The result was a spate of baseless mortgages, homes where the "homeowners" had no personal stake in the home they live in. Many had bought in the expectation that house prices would forever continue to rise, and that they could make a ton of money by selling the house for much more than what they paid. That expectation was dashed when supply began to exceed demand, when people started to default on their payments, and the economy turned south with many businesses having to lay off employees. Now all those mortgages which aren't being paid back are called "toxic assets." They have no value in today's economy.
So who will pay for these bad decisions made by Barney Frank, Fannie Mae and Freddie Mac, and greedy people who wanted something for nothing? Not Barney Frank; for some reason the voters of Massachusetts keep returning him to the House of Representatives. Not the buyers who made a bad decision to buy a house they couldn't reasonably afford. Not the banks that made the loans knowing their clients had no way of repaying them. No, it is you and I, the American taxpayer, who will be held accountable. Barack H. Obama introduced, on February 21, the Homeowner Affordability and Stability Plan which will use $275 billions of taxpayer money to assist up to nine million homeowners who may be at risk of defaulting on their mortgages. Is this a good idea?

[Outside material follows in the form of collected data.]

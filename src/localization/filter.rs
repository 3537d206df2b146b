//! Filter controller: the MCL state machine.
//!
//! Owns the particle population, the adaptive particle-count schedule
//! and the update-gating thresholds, and drives one filter cycle per
//! delivered scan. All randomness flows through a single seeded RNG so
//! runs are reproducible when a nonzero seed is configured.

use std::sync::Arc;

use log::{debug, info, warn};
use rand::rngs::SmallRng;
use rand::{Rng, SeedableRng};
use rand_distr::StandardNormal;

use crate::core::math::{angle_diff, normalize_angle};
use crate::core::types::{PolarScan, Pose2D, Timestamped};
use crate::map::{MapError, OccupancyField};

use super::estimator::estimate_pose;
use super::motion_model::{MotionModel, MotionModelConfig, OdomDelta};
use super::particle::{Particle, ParticleCloud};
use super::resampler::{Resampler, ResamplerConfig};
use super::sensor_model::{CorrelationModel, SensorModelConfig};

/// Configuration for the filter controller.
#[derive(Debug, Clone)]
pub struct FilterConfig {
    /// Particle count at initialization.
    pub initial_particles: usize,

    /// Floor for the decayed particle count.
    pub min_particles: usize,

    /// Multiplicative decay applied to the particle count once per
    /// completed update cycle (< 1).
    pub decay_rate: f64,

    /// Linear movement threshold per axis before an update runs (meters).
    pub d_thresh: f64,

    /// Angular movement threshold before an update runs (radians).
    pub a_thresh: f64,

    /// Position spread for initialization (meters).
    pub sigma_xy_init: f64,

    /// Heading spread for pose-reset initialization (radians).
    pub sigma_theta_init: f64,

    /// Motion model noise.
    pub motion: MotionModelConfig,

    /// Sensor model parameters.
    pub sensor: SensorModelConfig,

    /// Resampling jitter.
    pub resample: ResamplerConfig,

    /// Random seed for deterministic behavior (0 for entropy).
    pub seed: u64,
}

Dr. Ronald Utt and David John say no, it is not. In a February 25 article to the Heritage Foundation, Utt and John point to 12 problems with Obama's plan. Consider this quote from problem # 12: "Perhaps the most troubling part of the plan is the increased reliance being placed on the now federally-controlled Fannie Mae and Freddie Mac, whose lax and corrupt behavior over the past decade was an important contributing factor to the present economic crisis."